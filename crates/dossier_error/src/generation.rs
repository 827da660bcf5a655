//! Error types for dispatched generation calls.

/// Error kinds for generation call failures.
#[derive(Debug, Clone, PartialEq, Eq, Hash, derive_more::Display)]
pub enum GenerationErrorKind {
    /// Backend call failed.
    #[display("Backend call failed: {_0}")]
    Backend(String),
    /// Backend returned no usable text.
    #[display("Backend returned no usable text")]
    EmptyOutput,
    /// Backend call exceeded the configured timeout.
    #[display("Backend call timed out after {waited_ms} ms")]
    Timeout {
        /// Milliseconds waited before giving up
        waited_ms: u64,
    },
    /// Dispatcher worker stopped before the call completed.
    #[display("Dispatcher worker is no longer running")]
    WorkerGone,
}

/// Generation error with location tracking.
///
/// Each failure is local to the request that produced it; the dispatcher
/// keeps draining subsequent requests after any of these.
#[derive(Debug, Clone, derive_more::Display, derive_more::Error)]
#[display("Generation Error: {} at line {} in {}", kind, line, file)]
pub struct GenerationError {
    kind: GenerationErrorKind,
    line: u32,
    file: &'static str,
}

impl GenerationError {
    /// Create a new generation error with automatic location tracking.
    #[track_caller]
    pub fn new(kind: GenerationErrorKind) -> Self {
        let location = std::panic::Location::caller();
        Self {
            kind,
            line: location.line(),
            file: location.file(),
        }
    }

    /// Get the error kind.
    pub fn kind(&self) -> &GenerationErrorKind {
        &self.kind
    }
}

impl<T> From<T> for GenerationError
where
    T: Into<GenerationErrorKind>,
{
    fn from(err: T) -> Self {
        Self::new(err.into())
    }
}
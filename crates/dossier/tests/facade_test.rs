//! End-to-end test through the facade surface.

use async_trait::async_trait;
use dossier::{
    CallDispatcher, DispatchSettings, GenerateRequest, GenerationBackend, GenerationError,
};

struct CannedBackend(&'static str);

#[async_trait]
impl GenerationBackend for CannedBackend {
    async fn generate(&self, _: &GenerateRequest) -> Result<String, GenerationError> {
        Ok(self.0.to_string())
    }
}

#[tokio::test]
async fn settings_drive_a_working_dispatcher() {
    tracing_subscriber::fmt()
        .with_env_filter("dossier_dispatch=debug")
        .try_init()
        .ok();

    let settings = DispatchSettings::default();
    let dispatcher = CallDispatcher::new(
        CannedBackend("classified: testimony"),
        settings.dispatcher_config(),
    );

    let text = dispatcher
        .submit(GenerateRequest::text("Classify the attached statement."))
        .await
        .unwrap();

    assert_eq!(text, "classified: testimony");
}
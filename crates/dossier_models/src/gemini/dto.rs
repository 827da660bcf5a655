//! Gemini `generateContent` data transfer objects.

use serde::{Deserialize, Serialize};

/// Request body for the `models/{model}:generateContent` endpoint.
#[derive(Debug, Clone, Serialize)]
pub struct GenerateContentRequest {
    /// Ordered prompt contents
    pub contents: Vec<Content>,
    /// Sampling and output-shape configuration
    #[serde(
        rename = "generationConfig",
        skip_serializing_if = "Option::is_none"
    )]
    pub generation_config: Option<GenerationConfig>,
}

/// A content block holding ordered parts.
#[derive(Debug, Clone, Serialize, Deserialize)]
pub struct Content {
    /// Ordered parts of this content block
    pub parts: Vec<Part>,
}

/// One part of a content block.
///
/// Serializes to the wire shapes `{"text": "..."}` and
/// `{"inlineData": {"mimeType": "...", "data": "..."}}`.
#[derive(Debug, Clone, Serialize, Deserialize)]
pub enum Part {
    /// Plain text
    #[serde(rename = "text")]
    Text(String),
    /// Inline base64 attachment
    #[serde(rename = "inlineData")]
    InlineData(InlineData),
}

/// Inline base64 attachment data.
#[derive(Debug, Clone, Serialize, Deserialize)]
#[serde(rename_all = "camelCase")]
pub struct InlineData {
    /// MIME type of the attachment
    pub mime_type: String,
    /// Base64-encoded payload
    pub data: String,
}

/// Generation configuration forwarded with the request.
#[derive(Debug, Clone, Serialize)]
#[serde(rename_all = "camelCase")]
pub struct GenerationConfig {
    /// Sampling temperature
    pub temperature: f32,
    /// Nucleus sampling threshold
    pub top_p: f32,
    /// `application/json` when a response schema is requested
    #[serde(skip_serializing_if = "Option::is_none")]
    pub response_mime_type: Option<String>,
    /// JSON schema the response must honor
    #[serde(skip_serializing_if = "Option::is_none")]
    pub response_schema: Option<serde_json::Value>,
}

/// Response body of the `generateContent` endpoint.
#[derive(Debug, Clone, Deserialize)]
pub struct GenerateContentResponse {
    /// Generated candidates, best first
    #[serde(default)]
    pub candidates: Vec<Candidate>,
}

/// One generated candidate.
#[derive(Debug, Clone, Deserialize)]
pub struct Candidate {
    /// Generated content; may be absent when the candidate was blocked
    pub content: Option<Content>,
}
//! Configuration error types.

/// Configuration error with source location.
#[derive(Debug, Clone)]
pub struct ConfigError {
    /// Error message
    pub message: String,
    /// Line number where the error occurred
    pub line: u32,
    /// File where the error occurred
    pub file: &'static str,
}

impl ConfigError {
    /// Create a new ConfigError with the given message at the current location.
    #[track_caller]
    pub fn new(message: impl Into<String>) -> Self {
        let location = std::panic::Location::caller();
        Self {
            message: message.into(),
            line: location.line(),
            file: location.file(),
        }
    }
}

impl std::fmt::Display for ConfigError {
    fn fmt(&self, f: &mut std::fmt::Formatter<'_>) -> std::fmt::Result {
        write!(
            f,
            "Configuration Error: {} at line {} in {}",
            self.message, self.line, self.file
        )
    }
}

impl std::error::Error for ConfigError {}
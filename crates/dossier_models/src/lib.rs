//! LLM provider integrations for Dossier.
//!
//! Currently ships the Gemini REST backend consumed by the call dispatcher.

mod gemini;

pub use gemini::GeminiClient;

# # #

- **Task instructions**: The lines from the start of the entries above through the line containing "the call completed." are the ones to return, please; copy them exactly and include both ends.

- **Task response**:
filename crates/dossier_error/src/generation.rs
repository 827da660bcf5a655
//! Error types for dispatched generation calls.

/// Error kinds for generation call failures.
#[derive(Debug, Clone, PartialEq, Eq, Hash, derive_more::Display)]
pub enum GenerationErrorKind {
    /// Backend call failed.
    #[display("Backend call failed: {_0}")]
    Backend(String),
    /// Backend returned no usable text.
    #[display("Backend returned no usable text")]
    EmptyOutput,
    /// Backend call exceeded the configured timeout.
    #[display("Backend call timed out after {waited_ms} ms")]
    Timeout {
        /// Milliseconds waited before giving up
        waited_ms: u64,
    },
    /// Dispatcher worker stopped before the call completed.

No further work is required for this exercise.